Honeycombed (detail)

Natural order, the interconnectedness of being, is evident in the lives and ways of the honeybee. Inspired by Apis mellifera, (Latin for honey makers), and jolted by their startling demise, I devote my MFA thesis work to the bee and its culture. Evidence of holistic existence of the hive engages all of our senses and can inspire a deepening of perception. Thousands of individual bees’ lives produce a living organism, a hive; the many combine to create the whole. My senses of smell, sight, and hearing are stimulated when in the presence of a live colony of bees, evoking response from deep memory and influencing me to create work that follows a circuitous route much like the bee on its quest for pollen. Focusing on the bee provides rich ground for artwork that grows in many directions, that is multidisciplinary and experimental.

Within the web of the natural world, bees and humans have been interrelated for millennia. While today beekeeping is big business, a standardized, mechanized industry, I’ve noticed among small and backyard beekeepers a common deep affection for “their” bees, a remaining trace of this ancient relationship.

Many beekeepers are using respectful and reverent ways to work with honey- makers. In the spring of 2007 I contacted such a beekeeper, Ron Breland, and visited his apiary in Nyack, New York. Nestled in a garden of wild flowers and organic vegetables was a group of stacked, hexagonally-shaped boxes containing hives. The scene reminded me of gnome dwellings, where sprites visit among the hum of bees and vegetation dappled with sunlight amidst a rainbow of colored blossoms. Ron opened an inactive hive and drew out honeycomb that bees had made unhampered by the typical confines of today’s rectangular shelf method. The sight was so surprising it took my breath away. I experienced a moment when thought was suspended, and it affected me deeply. My reaction was cellular and animated an exploration of the physicality of the comb and its raw sculptural beauty. After visiting Breland’s apiary, I returned to my work with heightened enthusiasm and respect for the example of wholeness in the natural system of the honey bee.

Hexagons With Packets

Hexagons With Packets, 2008
Hexagons With Packets, 2008

Hexagons with Packets is a statement about the ill ways honeybees are exploited. Huge monocrops, like almond trees in California, depend on so many more bees than naturally exist in the area for pollination that beekeepers truck thousands of hives across the country to attempt to do the job. Staggering profits are at stake agriculturally with the bee an integral part of the chain.

The boxes are made from heavy paper, covered with mono prints from tree stumps, and filled with plastic packets containing honey.

Mass-produced, disposable, with non-decomposing packaging, consumption of plastic packets of honey can be seen as a metaphor for the contemporary use of honey and life.

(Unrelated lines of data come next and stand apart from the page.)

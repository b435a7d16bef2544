//! Configuration parsing.
//!
//! Everything is read from a single JSON file. Optional fields fall back to
//! defaults through the `effective_*` accessors, so a minimal config only
//! needs an endpoint per environment in use.
//!
//! # Example
//!
//! ```json
//! {
//!   "logging": { "module_name": "fm-runner", "log_path": "/tmp/log" },
//!   "endpoints": {
//!     "mainnet": { "ws_url": "wss://data.api.example/ws", "rest_url": "https://data.api.example" }
//!   },
//!   "reconnect": {
//!     "base_delay_ms": 1000, "max_delay_ms": 8000, "window_sec": 60, "max_attempts": 5
//!   },
//!   "sequence": { "jump_threshold": 100, "resume_debounce_ms": 2000 },
//!   "candles": { "strict": false, "history_limit": 500, "max_bars": 1000 },
//!   "charts": [{ "env": "mainnet", "market": "SOL-PERP", "resolution": "1m", "trades": true }]
//! }
//! ```

use std::collections::HashMap;
use std::time::Duration;

use serde::Deserialize;

use crate::error::{FeedError, Result};
use crate::sequence::SequenceConfig;
use crate::types::{Env, Resolution, ValidationMode};
use crate::ws::reconnect::ReconnectPolicy;

/// Top-level application config, deserialized from a JSON file.
#[derive(Debug, Clone, Deserialize)]
pub struct AppConfig {
    /// Log file naming and format.
    pub logging: Option<LoggingConfig>,

    /// Data endpoints per environment.
    pub endpoints: HashMap<Env, EndpointConfig>,

    /// Reconnect backoff; see [`ReconnectConfig`].
    pub reconnect: Option<ReconnectConfig>,

    /// Client keep-alive ping interval in seconds. No pings when absent.
    pub ping_interval_sec: Option<u64>,

    /// Sequence guard tuning.
    pub sequence: Option<SequenceConfig>,

    /// Candle handling.
    pub candles: Option<CandleConfig>,

    /// Wall-clock jump (ms) that the runner treats as a process suspension.
    pub suspend_threshold_ms: Option<u64>,

    /// Charts the runner keeps live.
    #[serde(default)]
    pub charts: Vec<ChartConfig>,
}

/// Logging block.
#[derive(Debug, Clone, Deserialize)]
pub struct LoggingConfig {
    pub module_name: Option<String>,
    pub log_path: Option<String>,
    pub json: Option<bool>,
}

/// One environment's endpoints.
#[derive(Debug, Clone, Deserialize)]
pub struct EndpointConfig {
    /// WebSocket URL carrying candle/trade subscriptions.
    pub ws_url: String,
    /// Base URL of the historical candle REST API.
    pub rest_url: Option<String>,
}

/// Reconnect backoff block, all fields optional.
#[derive(Debug, Clone, Default, Deserialize)]
pub struct ReconnectConfig {
    pub base_delay_ms: Option<u64>,
    pub max_delay_ms: Option<u64>,
    pub window_sec: Option<u64>,
    pub max_attempts: Option<u32>,
}

/// Candle handling block.
#[derive(Debug, Clone, Default, Deserialize)]
pub struct CandleConfig {
    /// Reject invalid candles instead of clamping them.
    pub strict: Option<bool>,
    /// Page size when seeding charts from the REST API.
    pub history_limit: Option<u32>,
    /// Recent-window size kept per chart.
    pub max_bars: Option<usize>,
    /// Resolution opened for trade-only subscriptions.
    pub default_trade_resolution: Option<Resolution>,
}

/// A chart the runner keeps live.
#[derive(Debug, Clone, Deserialize)]
pub struct ChartConfig {
    #[serde(default)]
    pub env: Env,
    pub market: String,
    pub resolution: Resolution,
    /// Also subscribe to the market's trade prints.
    #[serde(default)]
    pub trades: bool,
}

impl AppConfig {
    /// Endpoints for `env`, or a config error if none are configured.
    pub fn endpoint(&self, env: Env) -> Result<&EndpointConfig> {
        self.endpoints
            .get(&env)
            .ok_or_else(|| FeedError::Config(format!("no endpoint configured for {env}")))
    }

    /// WebSocket URL per environment.
    pub fn ws_urls(&self) -> HashMap<Env, String> {
        self.endpoints.iter().map(|(env, ep)| (*env, ep.ws_url.clone())).collect()
    }

    /// Backoff policy with defaults applied.
    pub fn effective_reconnect(&self) -> ReconnectPolicy {
        let d = ReconnectPolicy::default();
        let Some(r) = &self.reconnect else {
            return d;
        };
        ReconnectPolicy {
            base_delay: r.base_delay_ms.map(Duration::from_millis).unwrap_or(d.base_delay),
            max_delay: r.max_delay_ms.map(Duration::from_millis).unwrap_or(d.max_delay),
            window: r.window_sec.map(Duration::from_secs).unwrap_or(d.window),
            max_attempts: r.max_attempts.unwrap_or(d.max_attempts),
        }
    }

    pub fn effective_ping_interval(&self) -> Option<Duration> {
        self.ping_interval_sec.filter(|s| *s > 0).map(Duration::from_secs)
    }

    pub fn effective_sequence(&self) -> SequenceConfig {
        self.sequence.unwrap_or_default()
    }

    pub fn validation_mode(&self) -> ValidationMode {
        match self.candles.as_ref().and_then(|c| c.strict) {
            Some(true) => ValidationMode::Strict,
            _ => ValidationMode::Lenient,
        }
    }

    pub fn effective_history_limit(&self) -> u32 {
        self.candles.as_ref().and_then(|c| c.history_limit).unwrap_or(500)
    }

    pub fn effective_max_bars(&self) -> usize {
        self.candles.as_ref().and_then(|c| c.max_bars).unwrap_or(1_000)
    }

    pub fn effective_trade_resolution(&self) -> Resolution {
        self.candles
            .as_ref()
            .and_then(|c| c.default_trade_resolution)
            .unwrap_or(Resolution::SMALLEST)
    }

    pub fn effective_suspend_threshold(&self) -> Duration {
        Duration::from_millis(self.suspend_threshold_ms.unwrap_or(5_000))
    }

    pub fn module_name(&self) -> String {
        self.logging
            .as_ref()
            .and_then(|l| l.module_name.clone())
            .unwrap_or_else(|| "fm-runner".to_string())
    }

    pub fn log_path(&self) -> Option<String> {
        self.logging.as_ref().and_then(|l| l.log_path.clone())
    }

    pub fn log_json(&self) -> bool {
        self.logging.as_ref().and_then(|l| l.json).unwrap_or(false)
    }

    /// Cross-field checks that serde cannot express.
    pub fn validate(&self) -> Result<()> {
        for chart in &self.charts {
            self.endpoint(chart.env)?;
            if chart.market.trim().is_empty() {
                return Err(FeedError::Config("chart with empty market".into()));
            }
        }
        let policy = self.effective_reconnect();
        if policy.max_attempts == 0 {
            return Err(FeedError::Config("reconnect.max_attempts must be at least 1".into()));
        }
        if policy.base_delay > policy.max_delay {
            return Err(FeedError::Config("reconnect.base_delay_ms exceeds max_delay_ms".into()));
        }
        Ok(())
    }
}

/// Parse a JSON config string and validate it.
pub fn parse_config(content: &str) -> Result<AppConfig> {
    let config: AppConfig =
        serde_json::from_str(content).map_err(|e| FeedError::Config(e.to_string()))?;
    config.validate()?;
    Ok(config)
}

/// Load, parse and validate a JSON config file.
pub fn load_config(path: &std::path::Path) -> Result<AppConfig> {
    let content = std::fs::read_to_string(path)
        .map_err(|e| FeedError::Config(format!("cannot read {}: {e}", path.display())))?;
    parse_config(&content)
}

#[cfg(test)]
mod tests {
    use super::*;

    const FULL: &str = r#"{
        "logging": { "module_name": "charts", "json": true },
        "endpoints": {
            "mainnet": { "ws_url": "wss://data.example/ws", "rest_url": "https://data.example" },
            "devnet": { "ws_url": "wss://dev.example/ws" }
        },
        "reconnect": { "max_attempts": 3 },
        "ping_interval_sec": 20,
        "sequence": { "jump_threshold": 10 },
        "candles": { "strict": true, "max_bars": 50, "default_trade_resolution": "5m" },
        "charts": [
            { "env": "mainnet", "market": "SOL-PERP", "resolution": "1m", "trades": true },
            { "env": "devnet", "market": "BTC-PERP", "resolution": "60" }
        ]
    }"#;

    #[test]
    fn parses_full_config() {
        let cfg = parse_config(FULL).unwrap();
        assert_eq!(cfg.module_name(), "charts");
        assert!(cfg.log_json());
        assert_eq!(cfg.endpoint(Env::Devnet).unwrap().ws_url, "wss://dev.example/ws");
        assert_eq!(cfg.effective_ping_interval(), Some(Duration::from_secs(20)));
        assert_eq!(cfg.effective_sequence().jump_threshold, 10);
        assert_eq!(cfg.effective_sequence().resume_debounce, Duration::from_millis(2_000));
        assert_eq!(cfg.validation_mode(), ValidationMode::Strict);
        assert_eq!(cfg.effective_max_bars(), 50);
        assert_eq!(cfg.effective_trade_resolution(), Resolution::FiveMinutes);
        assert_eq!(cfg.charts.len(), 2);
        assert_eq!(cfg.charts[1].resolution, Resolution::OneHour);
        assert!(!cfg.charts[1].trades);

        let policy = cfg.effective_reconnect();
        assert_eq!(policy.max_attempts, 3);
        assert_eq!(policy.base_delay, Duration::from_millis(1_000));
        assert_eq!(policy.max_delay, Duration::from_millis(8_000));
        assert_eq!(policy.window, Duration::from_secs(60));
    }

    #[test]
    fn minimal_config_uses_defaults() {
        let json = r#"{ "endpoints": { "mainnet": { "ws_url": "wss://x/ws" } } }"#;
        let cfg = parse_config(json).unwrap();
        assert_eq!(cfg.validation_mode(), ValidationMode::Lenient);
        assert_eq!(cfg.effective_history_limit(), 500);
        assert_eq!(cfg.effective_trade_resolution(), Resolution::OneMinute);
        assert_eq!(cfg.effective_ping_interval(), None);
        assert_eq!(cfg.effective_suspend_threshold(), Duration::from_secs(5));
        assert!(cfg.charts.is_empty());
    }

    #[test]
    fn chart_without_endpoint_is_rejected() {
        let json = r#"{
            "endpoints": { "mainnet": { "ws_url": "wss://x/ws" } },
            "charts": [{ "env": "devnet", "market": "SOL-PERP", "resolution": "1" }]
        }"#;
        assert!(matches!(parse_config(json), Err(FeedError::Config(_))));
    }

    #[test]
    fn zero_attempts_is_rejected() {
        let json = r#"{ "endpoints": {}, "reconnect": { "max_attempts": 0 } }"#;
        assert!(parse_config(json).is_err());
    }
}
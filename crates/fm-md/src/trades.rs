//! Live bars built from trade prints.
//!
//! Each accepted trade becomes a single-trade candle that is folded into the
//! bar for its bucket (first open wins, extremes widen, volumes sum). Trades
//! are gated per slot, so a batch from a regressed slot is skipped. Within the
//! newest slot a trade is applied once: a redelivered print with the same
//! time, price and size is dropped.
//!
//! Trades are validated like candles. In lenient mode a trade stamped in the
//! future lands in the current bucket; a non-finite price is skipped.

use ahash::AHashSet;
use fm_core::sequence::{SequenceConfig, SequenceGuard};
use fm_core::time_util;
use fm_core::types::{Candle, Resolution, Trade, ValidationMode};
use tracing::{trace, warn};

use crate::chart::BarWindow;
use crate::event::TradeBatch;

/// Identity of a print within one slot.
#[derive(Debug, Clone, Copy, PartialEq, Eq, Hash)]
struct PrintKey {
    ts_ms: u64,
    price: u64,
    base_amount: u64,
}

impl PrintKey {
    fn of(trade: &Trade) -> Self {
        Self {
            ts_ms: trade.ts_ms,
            price: trade.price.to_bits(),
            base_amount: trade.base_amount.to_bits(),
        }
    }
}

pub struct TradeBars {
    market: String,
    resolution: Resolution,
    mode: ValidationMode,
    stream_key: String,
    window: BarWindow,
    guard: SequenceGuard,
    /// Slot the `seen` prints belong to.
    seen_slot: Option<u64>,
    seen: AHashSet<PrintKey>,
}

impl TradeBars {
    pub fn new(
        market: impl Into<String>,
        resolution: Resolution,
        max_bars: usize,
        sequence: SequenceConfig,
    ) -> Self {
        let market = market.into();
        let stream_key = format!("trades:{market}");
        Self {
            market,
            resolution,
            mode: ValidationMode::default(),
            stream_key,
            window: BarWindow::new(max_bars),
            guard: SequenceGuard::new(sequence),
            seen_slot: None,
            seen: AHashSet::new(),
        }
    }

    pub fn with_validation(mut self, mode: ValidationMode) -> Self {
        self.mode = mode;
        self
    }

    /// Fold a batch into the bars. Returns how many trades were applied.
    pub fn apply(&mut self, batch: &TradeBatch) -> usize {
        self.apply_at(batch, time_util::now_ms())
    }

    pub fn apply_at(&mut self, batch: &TradeBatch, now_ms: u64) -> usize {
        if batch.market != self.market {
            return 0;
        }
        let mut applied = 0;
        for trade in &batch.trades {
            let candle = match Candle::from_trade(trade, self.resolution, self.mode, now_ms) {
                Ok(candle) => candle,
                Err(e) => {
                    warn!("[trades {}] skipping {trade}: {e}", self.market);
                    continue;
                }
            };
            let slot = trade.slot.or(batch.slot);
            if !self.guard.accept_at(&self.stream_key, slot, Some(batch.received_at_ms), now_ms) {
                trace!("[trades {}] skipping {trade}", self.market);
                continue;
            }
            if self.is_repeat(slot, trade) {
                trace!("[trades {}] already applied {trade}", self.market);
                continue;
            }
            if self.window.accumulate(candle) {
                applied += 1;
            }
        }
        applied
    }

    /// Record `trade` for its slot; `true` if it was seen before. Trades
    /// without a slot cannot be told apart and always count as new.
    fn is_repeat(&mut self, slot: Option<u64>, trade: &Trade) -> bool {
        let Some(slot) = slot else {
            return false;
        };
        if self.seen_slot != Some(slot) {
            self.seen_slot = Some(slot);
            self.seen.clear();
        }
        !self.seen.insert(PrintKey::of(trade))
    }

    pub fn on_resubscribed(&mut self) {
        self.guard.reset(&self.stream_key);
        self.seen_slot = None;
        self.seen.clear();
    }

    pub fn notify_resume(&mut self) {
        self.guard.notify_resume();
    }

    pub fn resolution(&self) -> Resolution {
        self.resolution
    }

    /// Bars oldest first.
    pub fn bars(&self) -> Vec<Candle> {
        self.window.bars()
    }

    pub fn last_bar(&self) -> Option<&Candle> {
        self.window.last()
    }
}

What was revered by and sacred to our ancestors is now widely seen as a disposable commodity; we perceive a disconnection between material and spirit.

About the Author

Susan Bradley: As a graduate student at The Hartford Art School, University of Hartford, Suan focused on ideas and imagery inspired by the hive and the honeybee. Using a variety of methods and materials she continues to explore this rich topic steeped in ancient history, mythology and spirituality. Her life and work continue to be influenced by the bee and a heightened awareness of the interconnectedness of all.

Human like shapes made with rye using the traditional method for weaving skeps (the traditional homes used by bee keepers)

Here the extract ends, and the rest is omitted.